WORK TASK: Give back exactly the lines of the material below that start at the line containing "pub fn bind_mount(fs: &dyn" and end at the line containing "let mut flags", and no others.

■ ■ ■

//! Mount-table primitives shared by the filesystem configurator: bind
//! mounts, tmpfs mounts, device mounts, and recursive unmount.

use std::path::Path;

use common::error::{NsconError, Result};
use common::fileline::mounts_at;
use common::syscall::FsOps;
use nix::mount::{MntFlags, MsFlags};

/// Bind-mount option flags, folded independently of the raw `MsFlags` the
/// underlying `mount(2)` call needs.
#[derive(Debug, Clone, Copy, Default, PartialEq, Eq)]
pub struct BindOpts {
    pub recursive: bool,
    pub read_only: bool,
    pub private: bool,
    pub slave: bool,
}

pub fn bind_mount(fs: &dyn FsOps, source: &Path, target: &Path, opts: BindOpts) -> Result<()> {
    if opts.private && opts.slave {
        return Err(NsconError::invalid_argument(
            "bind mount cannot be both private and slave",
        ));
    }
    let mut flags = MsFlags::MS_NODEV | MsFlags::MS_NOSUID | MsFlags::MS_BIND;
    if opts.recursive {
        flags |= MsFlags::MS_REC;
    }
    let source_str = source.to_string_lossy();
    fs.mount(Some(source_str.as_ref()), target, None, flags, None)?;

    if opts.read_only {
        fs.mount(
            None,
            target,
            None,
            flags | MsFlags::MS_REMOUNT | MsFlags::MS_RDONLY,
            None,
        )?;
    }
    if opts.private {
        let mut priv_flags = MsFlags::MS_PRIVATE;
        if opts.recursive {
            priv_flags |= MsFlags::MS_REC;
        }
        fs.mount(None, target, None, priv_flags, None)?;
    }
    if opts.slave {
        let mut slave_flags = MsFlags::MS_SLAVE;
        if opts.recursive {
            slave_flags |= MsFlags::MS_REC;
        }
        fs.mount(None, target, None, slave_flags, None)?;
    }
    Ok(())
}

/// Mounts (or remounts) `size_bytes` of tmpfs at `path`. `opts` is an
/// arbitrary comma-separated mount option string; any `size=` component the
/// caller supplied is discarded and replaced.
pub fn mount_tmpfs(
    fs: &dyn FsOps,
    proc_mounts: &Path,
    path: &Path,
    size_bytes: i64,
    opts: &str,
) -> Result<()> {
    if size_bytes <= 0 {
        return Err(NsconError::invalid_argument(format!(
            "tmpfs size must be positive, got {size_bytes}"
        )));
    }
    let filtered: Vec<&str> = opts
        .split(',')
        .filter(|o| !o.is_empty() && !o.starts_with("size="))
        .collect();
    let mut data = filtered.join(",");
    if !data.is_empty() {
        data.push(',');
    }
    data.push_str(&format!("size={size_bytes}"));

    let existing = mounts_at(proc_mounts)
        .ok()
        .and_then(|mut lines| lines.find(|m| m.mountpoint == path.to_string_lossy()));
    let flags = match existing {
        Some(entry) if entry.fstype == "tmpfs" => MsFlags::MS_REMOUNT,
        Some(_) => {
            return Err(NsconError::failed_precondition(format!(
                "{} is mounted with a non-tmpfs filesystem",
                path.display()
            )))
        }
        None => MsFlags::empty(),
    };
    fs.mount(Some("tmpfs"), path, Some("tmpfs"), flags, Some(&data))
}

/// A thin, explicitly named wrapper around `mount(2)` for block/pseudo
/// devices — kept distinct from [`bind_mount`]/[`mount_tmpfs`] so call
/// sites read as intent.
pub fn mount_device(
    fs: &dyn FsOps,
    device: &str,
    target: &Path,
    fstype: &str,
    flags: MsFlags,
    data: Option<&str>,
) -> Result<()> {
    fs.mount(Some(device), target, Some(fstype), flags, data)
}

fn add_slash(path: &str) -> String {
    if path.ends_with('/') {
        path.to_string()
    } else {
        format!("{path}/")
    }
}

/// Unmounts every mountpoint under `path` (deepest first) then `path`
/// itself. Already-gone mountpoints are treated as success.
pub fn unmount_recursive(fs: &dyn FsOps, proc_mounts: &Path, path: &Path) -> Result<()> {
    let prefix = add_slash(&path.to_string_lossy());
    let mut under: Vec<String> = mounts_at(proc_mounts)?
        .filter(|m| m.mountpoint.starts_with(&prefix))
        .map(|m| m.mountpoint)
        .collect();
    // /proc/mounts lists mounts in mount order (shallow to deep for a
    // subtree built by successive mounts); reversing gives deepest-first.
    under.reverse();

    let mut failures = Vec::new();
    for mp in &under {
        if let Err(e) = fs.umount2(Path::new(mp), MntFlags::empty()) {
            failures.push((mp.clone(), e));
        }
    }

    match fs.umount2(path, MntFlags::empty()) {
        Ok(()) => Ok(()),
        Err(e) if is_enoent_or_einval(&e) => {
            if failures.is_empty() {
                Ok(())
            } else {
                Err(NsconError::internal(format!(
                    "failed to unmount {} submounts: {:?}",
                    failures.len(),
                    failures.iter().map(|(p, _)| p).collect::<Vec<_>>()
                )))
            }
        }
        Err(e) => Err(NsconError::internal(format!(
            "umount2({}): {e} (plus {} prior sub-unmount failures)",
            path.display(),
            failures.len()
        ))),
    }
}

fn is_enoent_or_einval(e: &NsconError) -> bool {
    e.message.contains("ENOENT") || e.message.contains("EINVAL")
}

#[cfg(test)]
mod tests {
    use super::*;
    use common::syscall::test::TestFs;

    #[test]
    fn bind_mount_rejects_private_and_slave() {
        let fs = TestFs::default();
        let err = bind_mount(
            &fs,
            Path::new("/src"),
            Path::new("/dst"),
            BindOpts {
                private: true,
                slave: true,
                ..Default::default()
            },
        )
        .unwrap_err();
        assert_eq!(err.kind, common::error::ErrorKind::InvalidArgument);
    }

    #[test]
    fn bind_mount_readonly_issues_remount() {
        let fs = TestFs::default();
        bind_mount(
            &fs,
            Path::new("/src"),
            Path::new("/dst"),
            BindOpts {
                read_only: true,
                ..Default::default()
            },
        )
        .unwrap();
        let calls = fs.calls.borrow();
        assert_eq!(calls.len(), 2);
        assert!(calls[1].contains("MS_REMOUNT") || calls[1].contains("RDONLY"));
    }

    #[test]
    fn mount_tmpfs_strips_user_size_option() {
        let fs = TestFs::default();
        let dir = tempfile::tempdir().unwrap();
        let mounts = dir.path().join("mounts");
        std::fs::write(&mounts, "").unwrap();
        mount_tmpfs(
            &fs,
            &mounts,
            Path::new("/tmp/x"),
            1024,
            "size=999,mode=1777",
        )
        .unwrap();
        let calls = fs.calls.borrow();
        assert!(calls[0].contains("size=1024"));
        assert!(!calls[0].contains("size=999"));
        assert!(calls[0].contains("mode=1777"));
    }

    #[test]
    fn mount_tmpfs_rejects_non_tmpfs_existing_mount() {
        let fs = TestFs::default();
        let dir = tempfile::tempdir().unwrap();
        let mounts = dir.path().join("mounts");
        std::fs::write(&mounts, "none /tmp/x ext4 rw 0 0\n").unwrap();
        let err = mount_tmpfs(&fs, &mounts, Path::new("/tmp/x"), 1024, "").unwrap_err();
        assert_eq!(err.kind, common::error::ErrorKind::FailedPrecondition);
    }

    #[test]
    fn mount_tmpfs_rejects_non_positive_size() {
        let fs = TestFs::default();
        let dir = tempfile::tempdir().unwrap();
        let mounts = dir.path().join("mounts");
        std::fs::write(&mounts, "").unwrap();
        let err = mount_tmpfs(&fs, &mounts, Path::new("/tmp/x"), 0, "").unwrap_err();
        assert_eq!(err.kind, common::error::ErrorKind::InvalidArgument);
        let err = mount_tmpfs(&fs, &mounts, Path::new("/tmp/x"), -5, "").unwrap_err();
        assert_eq!(err.kind, common::error::ErrorKind::InvalidArgument);
    }

    #[test]
    fn unmount_recursive_goes_deepest_first() {
        let fs = TestFs::default();
        let dir = tempfile::tempdir().unwrap();
        let mounts = dir.path().join("mounts");
        std::fs::write(
            &mounts,
            "none /a proc rw 0 0\nnone /a/b tmpfs rw 0 0\nnone /a/b/c tmpfs rw 0 0\n",
        )
        .unwrap();
        unmount_recursive(&fs, &mounts, Path::new("/a")).unwrap();
        let calls = fs.calls.borrow();
        assert!(calls[0].contains("/a/b/c"));
        assert!(calls[1].contains("/a/b"));
        assert!(calls[2].contains("/a)") || calls[2].contains("/a,"));
    }
}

■ ■ ■

TASK SOLUTION:
pub fn bind_mount(fs: &dyn FsOps, source: &Path, target: &Path, opts: BindOpts) -> Result<()> {
    if opts.private && opts.slave {
        return Err(NsconError::invalid_argument(
            "bind mount cannot be both private and slave",
        ));
    }
    let mut flags = MsFlags::MS_NODEV | MsFlags::MS_NOSUID | MsFlags::MS_BIND;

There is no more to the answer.